Pṛthu chases the goddess earth, from an illustrated manuscript of the Bhāgavata Purāṇa; Pahari School; attributed to the artist Manaku, circa 1740, Guler, Punjab Hills. Museum of Fine Arts, Boston

King Pṛthu is said to have manifested from the Supreme Lord Viṣṇu’s power as the ruler of the earth, as the first King of the world, destined for greatness and wide renown.

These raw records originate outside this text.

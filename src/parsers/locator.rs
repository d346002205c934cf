use std::ops::Range;

use clap::ValueEnum;

use super::atlas::AtlasLocator;
use super::compact::CompactLocator;
use super::error::{Field, LineError};
use super::guard;
use super::scan::Cursor;
use crate::models::RawFields;

pub(crate) const DST_ADDR_ANCHOR: &[u8] = br#""dst_addr":""#;
pub(crate) const PRB_ID_ANCHOR: &[u8] = br#""prb_id":"#;

/// Finds the raw value spans of one input layout
///
/// Implementations never allocate and never look outside `line`.
pub trait FieldLocator {
    fn name(&self) -> &'static str;

    fn locate(&self, line: &[u8]) -> Result<RawFields, LineError>;
}

/// Input layouts understood by the extractor, chosen once per run
#[derive(Debug, Clone, Copy, Default, PartialEq, Eq, ValueEnum)]
pub enum Schema {
    /// Per-attempt result objects: `"result":[{"rtt":..},..]`
    #[default]
    Atlas,
    /// Flat layout with a bare RTT array: `"rtts":[..]`
    Compact,
}

impl FieldLocator for Schema {
    fn name(&self) -> &'static str {
        match self {
            Schema::Atlas => AtlasLocator.name(),
            Schema::Compact => CompactLocator.name(),
        }
    }

    fn locate(&self, line: &[u8]) -> Result<RawFields, LineError> {
        match self {
            Schema::Atlas => AtlasLocator.locate(line),
            Schema::Compact => CompactLocator.locate(line),
        }
    }
}

/// Locate `"dst_addr":"a.b.c.d"` and split it into octet spans
///
/// The whole address runs to its closing quote; the address-family guard is
/// applied to it before the octets are split.
pub(crate) fn locate_dst_addr(
    cursor: &mut Cursor<'_>,
    line: &[u8],
) -> Result<(Range<usize>, [Range<usize>; 4]), LineError> {
    cursor.seek_anchor(DST_ADDR_ANCHOR, b"").ok_or(LineError::ExtractFailed(Field::DstAddr))?;
    let addr = cursor.take_until(b"\"", b"").ok_or(LineError::ExtractFailed(Field::DstAddr))?;

    guard::check_address(&line[addr.clone()])?;

    let mut octets = Cursor::within(line, &addr);
    let mut next_octet = |n: u8| {
        octets.take_until(b".", b"").ok_or(LineError::ExtractFailed(Field::Octet(n)))
    };
    let o1 = next_octet(1)?;
    let o2 = next_octet(2)?;
    let o3 = next_octet(3)?;
    let o4 = octets.take_rest();

    Ok((addr, [o1, o2, o3, o4]))
}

In the Mahābhārata, once, Yudhiṣṭhira learns from Nārada that he should consider the Rājasūya as a means to empire (sāṃrājyam); Kṛṣṇa says that he has the qualities (guṇas) to be emperor (sāṃrāj) and to make himself emperor of the Kṣatra (kṣatre saṃrājyam ātmanam kartum arhasi;2.13.60), but must first defeat Jarāsandha who has obtained empire by birth (sāṃrājyam jarāsandhaḥ prapto bhavati yonitaḥ; 2.13.8). Then, once the Pāṇḍavas win the war and Yudhiṣṭhira considers renouncing the kingdom, Kṛṣṇa urges him to dispel his grief by telling him the “Story of the Sixteen Kings” of old, among whom were seven (including Rāma) who performed the imperial Rājasūya and/or Aśvamedha sacrifices, four who held sway over the whole earth, two who raised the only royal umbrella to signify subjugation of all other kings, and one, Pṛthu, with whom Kṛṣṇa ends his account, who was consecrated by the great Ṛṣisto be the first king of the earth.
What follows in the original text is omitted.